Please describe the bug 🐞

Goroutine leak in MapExec when all worker goroutines error β€” no context cancellation

Summary

MapExec in table/internal/utils.go uses a plain errgroup.Group without context cancellation. When all worker goroutines return errors while the feeder still has items to produce, the feeder goroutine blocks forever on a channel send, preventing the output channel from ever closing. This deadlocks the consumer (the caller's goroutine) and leaks the feeder goroutine.

MapExec also does not accept a context.Context, so parent cancellation cannot propagate to in-flight operations.

Affected Code

Location Role
table/internal/utils.go:523 MapExec β€” the buggy function
table/writer.go:131 writeFiles calls MapExec for unpartitioned writes
table/arrow_utils.go:1348 recordsToDataFiles calls writeFiles
table/snapshot_producers.go:235 overwriteFiles.existingManifestEntries also calls MapExec

Reproduction Scenario

  1. Begin an unpartitioned table write that produces many WriteTask items via binPackRecords (more than 2 * nWorkers items).
  2. The write goes through recordsToDataFiles β†’ writeFiles β†’ MapExec with N workers.
  3. All N workers encounter errors (e.g., filesystem full, permission denied, network failure) before the feeder has drained its input iterator.
  4. Each worker returns its error and stops consuming from the input channel ch.
  5. The feeder goroutine fills the ch buffer (capacity N), then blocks on ch <- v because no goroutine is reading from ch.
  6. defer close(out) in the feeder never executes.
  7. The consumer blocks on for v := range out (waiting for out to close), or the drain loop for range out {} blocks if early exit was triggered.
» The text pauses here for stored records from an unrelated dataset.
impl Drawer {
    pub fn new() -> Self {
        Self::default()
    }

    pub fn with_options(options: DrawerOptions) -> Self {
        Self {
            options,
            ..Self::default()
        }
    }

    pub fn options(&self) -> DrawerOptions {
        self.options
    }

    pub fn set_return_array(&mut self, value: bool) {
        self.options.return_array = value;
    }

    pub fn set_normalized_coords(&mut self, value: bool) {
        self.options.normalized = value;
    }

    pub fn registry(&self) -> &StyleRegistry {
        &self.registry
    }

    pub fn add_style(&mut self, name: &str, attributes: &Attributes) -> Vec<UnknownField> {
        self.registry.add(name, attributes)
    }

    pub fn update_style(
        &mut self,
        name: &str,
        attributes: &Attributes,
    ) -> Option<Vec<UnknownField>> {
        self.registry.update(name, attributes)
    }

    pub fn update_current_style(&mut self, attributes: &Attributes) -> Option<Vec<UnknownField>> {
        self.registry.update_current(attributes)
    }

    pub fn set_style(&mut self, name: &str) -> bool {
        self.registry.select(name)
    }

    pub fn current_style(&self) -> Option<&str> {
        self.registry.current_name()
    }

    pub fn style(&self, name: &str) -> Option<&StyleParameters> {
        self.registry.get(name)
    }

    /// Runs `body` with `name` as the current style and restores the previous selection
    /// afterwards, whether `body` succeeds or fails.
    pub fn with_style<T>(
        &mut self,
        name: Option<&str>,
        body: impl FnOnce(&mut Self) -> DrawResult<T>,
    ) -> DrawResult<T> {
        let scope = self.registry.enter_override(name)?;
        let result = body(self);
        self.registry.exit_override(scope);
        result
    }

    pub fn dump_styles(&self, path: impl AsRef<Path>) -> DrawResult<()> {
        let book = StyleBook::from_registry(&self.registry)?;
        style_file::save(path.as_ref(), &book)
    }

    pub fn load_styles(&mut self, path: impl AsRef<Path>) -> DrawResult<Vec<UnknownField>> {
        let book = style_file::load(path.as_ref())?;
        book.apply(&mut self.registry)
    }

    pub fn bbox(
        &mut self,
        picture: impl Into<Picture>,
        tl: impl Into<Point>,
        br: impl Into<Point>,
        options: &BoxOptions<'_>,
    ) -> DrawResult<Picture> {
        let (tl, br) = (tl.into(), br.into());
        self.invoke(picture.into(), options.style, |painter| {
            painter.draw_box(tl, br, options)
        })
    }

    pub fn text(
        &mut self,
        picture: impl Into<Picture>,
        coords: impl Into<Point>,
        text: &str,
        options: &TextOptions<'_>,
    ) -> DrawResult<Picture> {
        let coords = coords.into();
        self.invoke(picture.into(), options.style, |painter| {
            let font_size = painter.font_size(options.font_size)?;
            let margin = options.margin.unwrap_or(DEFAULT_MARGIN);
            let font = painter.font()?;
            let size = fonts::measure(font.as_ref(), font_size, text);
            let anchor = Anchor::from_panel_origin(coords.x, coords.y, size, margin);
            let color = painter.text_color()?;
            painter.panel_and_text(&anchor, text, color, font_size, font.as_ref())
        })
    }

    pub fn text_anchor(
        &mut self,
        picture: impl Into<Picture>,
        alignment: &str,
        text: &str,
        options: &TextOptions<'_>,
    ) -> DrawResult<Picture> {
        let alignment = ImageAlignment::parse(alignment)?;
        self.invoke(picture.into(), options.style, |painter| {
            let font_size = painter.font_size(options.font_size)?;
            let margin = options.margin.unwrap_or(DEFAULT_MARGIN);
            let font = painter.font()?;
            let size = fonts::measure(font.as_ref(), font_size, text);
            let anchor = get_coordinates(painter.image_size(), size, alignment, margin);
            let color = painter.text_color()?;
            painter.panel_and_text(&anchor, text, color, font_size, font.as_ref())
        })
    }

    pub fn keypoints(
        &mut self,
        picture: impl Into<Picture>,
        points: &[Point],
        options: &KeypointOptions<'_>,
    ) -> DrawResult<Picture> {
        self.invoke(picture.into(), options.style, |painter| {
            painter.draw_keypoints(points, options.labels.as_ref(), options.font_size)
        })
    }

    pub fn skeleton(
        &mut self,
        picture: impl Into<Picture>,
        joints: &[Point],
        bones: &[Option<(usize, usize)>],
        options: &KeypointOptions<'_>,
    ) -> DrawResult<Picture> {
        self.invoke(picture.into(), options.style, |painter| {
            let pen = painter.required_line_pen(None)?;
            for bone in bones.iter().flatten() {
                let (start, end) = (joint(joints, bone.0)?, joint(joints, bone.1)?);
                painter.surface.polyline(&[start, end], &pen)?;
            }
            painter.draw_keypoints(joints, options.labels.as_ref(), options.font_size)
        })
    }

    pub fn segments(
        &mut self,
        picture: impl Into<Picture>,
        segments: &[Vec<Point>],
        options: &SegmentOptions<'_>,
    ) -> DrawResult<Picture> {
        self.invoke(picture.into(), options.style, |painter| {
            let pen = painter.required_line_pen(options.thickness)?;
            for segment in segments {
                painter.surface.polyline(segment, &pen)?;
            }
            Ok(())
        })
    }

    pub fn polygon(
        &mut self,
        picture: impl Into<Picture>,
        points: &[Point],
        options: &PolygonOptions<'_>,
    ) -> DrawResult<Picture> {
        self.invoke(picture.into(), options.style, |painter| {
            if let Some(fill) = painter.style.color(StyleField::BoxFillColor)? {
                painter.surface.fill_polygon(points, fill)?;
            }
            if let Some(pen) = painter.line_pen(None)? {
                if let Some(first) = points.first() {
                    let mut closed = points.to_vec();
                    closed.push(*first);
                    painter.surface.polyline(&closed, &pen)?;
                }
            }
            if options.draw_points {
                painter.draw_keypoints(points, None, None)?;
            }
            Ok(())
        })
    }

    pub fn arrow(
        &mut self,
        picture: impl Into<Picture>,
        points: &[Point],
        options: &ArrowOptions<'_>,
    ) -> DrawResult<Picture> {
        let [from, to] = points else {
            return Err(DrawError::InvalidValue {
                field: "points",
                reason: format!("an arrow needs 2 points, got {}", points.len()),
            });
        };
        let (from, to) = (*from, *to);
        self.invoke(picture.into(), options.style, |painter| {
            painter.draw_arrow(from, to, options)
        })
    }

    pub fn mask(
        &mut self,
        picture: impl Into<Picture>,
        mask: &DynamicImage,
        options: &MaskOptions<'_>,
    ) -> DrawResult<Picture> {
        let mask = mask.to_luma8();
        self.invoke(picture.into(), options.style, |painter| {
            let color = match options.color {
                Some(color) => color,
                None => painter
                    .style
                    .color(StyleField::MaskColor)?
                    .ok_or(DrawError::MissingAttribute("mask color"))?,
            };
            painter.surface.composite_mask(&mask, color)
        })
    }

    pub fn overlay(&mut self, picture: impl Into<Picture>, _text: &str, _position: &str) -> Picture {
        not_implemented("overlay");
        picture.into()
    }

    pub fn side_text(&mut self, picture: impl Into<Picture>, _text: &str, _side: &str) -> Picture {
        not_implemented("side_text");
        picture.into()
    }

    pub fn side_barplot(
        &mut self,
        picture: impl Into<Picture>,
        _values: &[f32],
        _side: &str,
    ) -> Picture {
        not_implemented("side_barplot");
        picture.into()
    }

    pub fn side_plot(&mut self, picture: impl Into<Picture>, _values: &[f32], _side: &str) -> Picture {
        not_implemented("side_plot");
        picture.into()
    }

    pub fn arrow_and_text(
        &mut self,
        picture: impl Into<Picture>,
        _label: &str,
        _points: &[Point],
    ) -> Picture {
        not_implemented("arrow_and_text");
        picture.into()
    }

    pub fn last_image(&self) -> Option<&DynamicImage> {
        self.last_image.as_ref()
    }

    pub fn snapshot(&mut self) -> bool {
        match &self.last_image {
            Some(image) => {
                self.snapshots.push(image.clone());
                true
            }
            None => {
                log::warn!(target: "drawer", "nothing drawn yet, no snapshot taken");
                false
            }
        }
    }

    pub fn snapshots(&self) -> &[DynamicImage] {
        &self.snapshots
    }

    pub fn show_snapshots(&self, display: &mut dyn Display) -> anyhow::Result<()> {
        for image in &self.snapshots {
            display.show(image)?;
        }
        display.finish()
    }

    pub fn show(&self, picture: &Picture, display: &mut dyn Display) -> anyhow::Result<()> {
        display.show(&picture.to_image()?)?;
        display.finish()
    }

    fn invoke<F>(&mut self, picture: Picture, style: Option<&str>, op: F) -> DrawResult<Picture>
    where
        F: FnOnce(&mut Painter<'_>) -> DrawResult<()>,
    {
        if self.options.normalized {
            log::warn!(target: "drawer", "normalized coordinates are not supported, reading pixels");
        }
        self.with_style(style, |drawer| drawer.render(picture, op))
    }

    fn render<F>(&mut self, picture: Picture, op: F) -> DrawResult<Picture>
    where
        F: FnOnce(&mut Painter<'_>) -> DrawResult<()>,
    {
        let original = picture.into_image()?;
        let style = self.registry.active()?;
        let mut painter = Painter {
            style,
            fonts: &mut self.fonts,
            surface: Surface::new(original.to_rgba8()),
        };
        op(&mut painter)?;
        let drawn = restore_layout(painter.surface.into_image(), &original);

        let output = if self.options.return_array {
            Picture::Array(PixelArray::from_image(&drawn))
        } else {
            Picture::Native(drawn.clone())
        };
        self.last_image = Some(drawn);
        Ok(output)
    }
}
Result: The feeder goroutine leaks. The consumer (caller's goroutine) hangs indefinitely.

Root Cause Analysis

// table/internal/utils.go:523-574

func MapExec[T, S any](nWorkers int, slice iter.Seq[T], fn func(T) (S, error)) iter.Seq2[S, error] {
    var g errgroup.Group          // ← (1) no context: first worker error does NOT signal others
    ch := make(chan T, nWorkers)
    out := make(chan S, nWorkers)

    for range nWorkers {
        g.Go(func() error {
            for v := range ch {
                result, err := fn(v)
                if err != nil {
                    return err       // ← (2) worker exits; stops reading from ch
                }
                out <- result
            }
            return nil
        })
    }

    var err error
    go func() {
        defer close(out)         // ← (4) never reached if feeder is stuck
        for v := range slice {
            ch <- v              // ← (3) blocks when ch buffer is full and all workers exited
        }
        close(ch)
        err = g.Wait()
    }()

    return func(yield func(S, error) bool) {
        defer func() {
            for range out {      // ← (5) drain also blocks forever (out never closes)
            }
        }()

        for v := range out {     // ← (5) blocks forever (out never closes)
            if !yield(v, nil) {
                return
            }
        }

        if err != nil {
            var z S
            yield(z, err)
        }
    }
}

Step-by-step for nWorkers=2, items [A, B, C, D, E]:

  1. Feeder sends A, B to ch (fills buffer). Workers 1 and 2 each pick one item.
  2. Feeder sends C to ch (slot freed by worker pick-up). Worker 1 errors on A, exits.
  3. Feeder sends D to ch (slot freed by worker 2). Worker 2 errors on B, exits. Both workers have returned.
  4. ch contains [C, D] β€” full buffer, no readers.
  5. Feeder tries ch <- E. Blocks forever.
  6. close(out) never fires β†’ consumer blocks on for v := range out forever.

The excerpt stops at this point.